# Collected data

◇ ◇ ◇ ◇

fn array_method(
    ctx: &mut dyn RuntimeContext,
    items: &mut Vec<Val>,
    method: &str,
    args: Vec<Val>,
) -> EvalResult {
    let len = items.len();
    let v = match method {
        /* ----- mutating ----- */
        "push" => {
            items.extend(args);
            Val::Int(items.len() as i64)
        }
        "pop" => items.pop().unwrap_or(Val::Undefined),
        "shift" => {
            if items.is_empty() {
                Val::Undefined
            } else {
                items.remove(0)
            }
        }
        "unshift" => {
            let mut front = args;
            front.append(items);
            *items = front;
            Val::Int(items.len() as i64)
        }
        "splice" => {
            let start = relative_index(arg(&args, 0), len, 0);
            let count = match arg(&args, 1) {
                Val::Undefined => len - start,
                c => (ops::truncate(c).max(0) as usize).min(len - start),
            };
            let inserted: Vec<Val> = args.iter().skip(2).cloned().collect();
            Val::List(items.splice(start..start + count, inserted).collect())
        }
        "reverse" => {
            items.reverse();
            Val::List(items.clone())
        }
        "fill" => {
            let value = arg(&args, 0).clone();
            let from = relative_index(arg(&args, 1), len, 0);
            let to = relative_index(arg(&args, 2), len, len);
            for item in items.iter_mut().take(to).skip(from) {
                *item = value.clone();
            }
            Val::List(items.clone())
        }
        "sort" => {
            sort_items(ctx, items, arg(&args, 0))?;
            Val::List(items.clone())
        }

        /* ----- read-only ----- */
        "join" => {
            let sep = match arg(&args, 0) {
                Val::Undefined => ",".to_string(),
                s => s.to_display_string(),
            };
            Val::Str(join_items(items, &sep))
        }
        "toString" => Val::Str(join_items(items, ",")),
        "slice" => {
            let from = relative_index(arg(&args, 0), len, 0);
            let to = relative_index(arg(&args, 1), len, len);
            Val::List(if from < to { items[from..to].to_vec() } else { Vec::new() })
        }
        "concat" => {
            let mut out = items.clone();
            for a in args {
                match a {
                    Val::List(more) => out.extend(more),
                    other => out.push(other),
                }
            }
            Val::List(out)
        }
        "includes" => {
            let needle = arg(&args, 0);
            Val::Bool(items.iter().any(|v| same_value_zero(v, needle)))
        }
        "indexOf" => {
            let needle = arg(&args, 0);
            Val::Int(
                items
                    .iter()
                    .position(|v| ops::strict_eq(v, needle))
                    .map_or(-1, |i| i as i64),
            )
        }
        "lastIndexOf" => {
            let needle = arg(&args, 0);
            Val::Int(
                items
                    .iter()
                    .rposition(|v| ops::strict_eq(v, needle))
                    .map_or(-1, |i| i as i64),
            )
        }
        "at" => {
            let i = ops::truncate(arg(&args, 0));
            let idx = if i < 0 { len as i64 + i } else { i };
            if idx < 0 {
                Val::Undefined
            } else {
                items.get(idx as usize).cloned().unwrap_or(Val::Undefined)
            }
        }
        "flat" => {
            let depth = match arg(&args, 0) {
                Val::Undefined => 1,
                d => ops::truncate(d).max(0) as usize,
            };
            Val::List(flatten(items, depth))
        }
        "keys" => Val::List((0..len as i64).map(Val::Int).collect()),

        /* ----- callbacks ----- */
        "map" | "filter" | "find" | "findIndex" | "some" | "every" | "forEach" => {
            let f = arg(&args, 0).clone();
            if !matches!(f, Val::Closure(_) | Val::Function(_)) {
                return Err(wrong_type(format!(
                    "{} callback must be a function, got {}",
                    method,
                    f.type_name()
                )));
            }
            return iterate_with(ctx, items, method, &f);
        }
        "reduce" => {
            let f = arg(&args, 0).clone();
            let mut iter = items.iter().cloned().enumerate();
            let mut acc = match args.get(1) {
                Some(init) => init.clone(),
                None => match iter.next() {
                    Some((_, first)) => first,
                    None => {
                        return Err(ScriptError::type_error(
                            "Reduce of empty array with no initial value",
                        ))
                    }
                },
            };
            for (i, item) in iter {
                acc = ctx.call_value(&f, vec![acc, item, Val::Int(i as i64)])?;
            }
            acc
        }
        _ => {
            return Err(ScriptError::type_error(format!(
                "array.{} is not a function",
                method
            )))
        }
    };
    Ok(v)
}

◇ ◇ ◇ ◇

# TASK DIRECTIONS
When you output the entries, keep every word exactly as it stands.

# ANSWER TO THE PROBLEM
fn array_method(
    ctx: &mut dyn RuntimeContext,
    items: &mut Vec<Val>,
    method: &str,
    args: Vec<Val>,
) -> EvalResult {
    let len = items.len();
    let v = match method {
        /* ----- mutating ----- */
        "push" => {
            items.extend(args);
            Val::Int(items.len() as i64)
        }
        "pop" => items.pop().unwrap_or(Val::Undefined),
        "shift" => {
            if items.is_empty() {
                Val::Undefined
            } else {
                items.remove(0)
            }
        }
        "unshift" => {
            let mut front = args;
            front.append(items);
            *items = front;
            Val::Int(items.len() as i64)
        }
        "splice" => {
            let start = relative_index(arg(&args, 0), len, 0);
            let count = match arg(&args, 1) {
                Val::Undefined => len - start,
                c => (ops::truncate(c).max(0) as usize).min(len - start),
            };
            let inserted: Vec<Val> = args.iter().skip(2).cloned().collect();
            Val::List(items.splice(start..start + count, inserted).collect())
        }
        "reverse" => {
            items.reverse();
            Val::List(items.clone())
        }
        "fill" => {
            let value = arg(&args, 0).clone();
            let from = relative_index(arg(&args, 1), len, 0);
            let to = relative_index(arg(&args, 2), len, len);
            for item in items.iter_mut().take(to).skip(from) {
                *item = value.clone();
            }
            Val::List(items.clone())
        }
        "sort" => {
            sort_items(ctx, items, arg(&args, 0))?;
            Val::List(items.clone())
        }

        /* ----- read-only ----- */
        "join" => {
            let sep = match arg(&args, 0) {
                Val::Undefined => ",".to_string(),
                s => s.to_display_string(),
            };
            Val::Str(join_items(items, &sep))
        }
        "toString" => Val::Str(join_items(items, ",")),
        "slice" => {
            let from = relative_index(arg(&args, 0), len, 0);
            let to = relative_index(arg(&args, 1), len, len);
            Val::List(if from < to { items[from..to].to_vec() } else { Vec::new() })
        }
        "concat" => {
            let mut out = items.clone();
            for a in args {
                match a {
                    Val::List(more) => out.extend(more),
                    other => out.push(other),
                }
            }
            Val::List(out)
        }
        "includes" => {
            let needle = arg(&args, 0);
            Val::Bool(items.iter().any(|v| same_value_zero(v, needle)))
        }
        "indexOf" => {
            let needle = arg(&args, 0);
            Val::Int(
                items
                    .iter()
                    .position(|v| ops::strict_eq(v, needle))
                    .map_or(-1, |i| i as i64),
            )
        }
        "lastIndexOf" => {
            let needle = arg(&args, 0);
            Val::Int(
                items
                    .iter()
                    .rposition(|v| ops::strict_eq(v, needle))
                    .map_or(-1, |i| i as i64),
            )
        }
        "at" => {
            let i = ops::truncate(arg(&args, 0));
            let idx = if i < 0 { len as i64 + i } else { i };
            if idx < 0 {
                Val::Undefined
            } else {
                items.get(idx as usize).cloned().unwrap_or(Val::Undefined)
            }
        }
        "flat" => {
            let depth = match arg(&args, 0) {
                Val::Undefined => 1,
                d => ops::truncate(d).max(0) as usize,
            };
            Val::List(flatten(items, depth))
        }
        "keys" => Val::List((0..len as i64).map(Val::Int).collect()),

        /* ----- callbacks ----- */
        "map" | "filter" | "find" | "findIndex" | "some" | "every" | "forEach" => {
            let f = arg(&args, 0).clone();
            if !matches!(f, Val::Closure(_) | Val::Function(_)) {
                return Err(wrong_type(format!(
                    "{} callback must be a function, got {}",
                    method,
                    f.type_name()
                )));
            }
            return iterate_with(ctx, items, method, &f);
        }
        "reduce" => {
            let f = arg(&args, 0).clone();
            let mut iter = items.iter().cloned().enumerate();
            let mut acc = match args.get(1) {
                Some(init) => init.clone(),
                None => match iter.next() {
                    Some((_, first)) => first,
                    None => {
                        return Err(ScriptError::type_error(
                            "Reduce of empty array with no initial value",
                        ))
                    }
                },
            };
            for (i, item) in iter {
                acc = ctx.call_value(&f, vec![acc, item, Val::Int(i as i64)])?;
            }
            acc
        }
        _ => {
            return Err(ScriptError::type_error(format!(
                "array.{} is not a function",
                method
            )))
        }
    };
    Ok(v)
}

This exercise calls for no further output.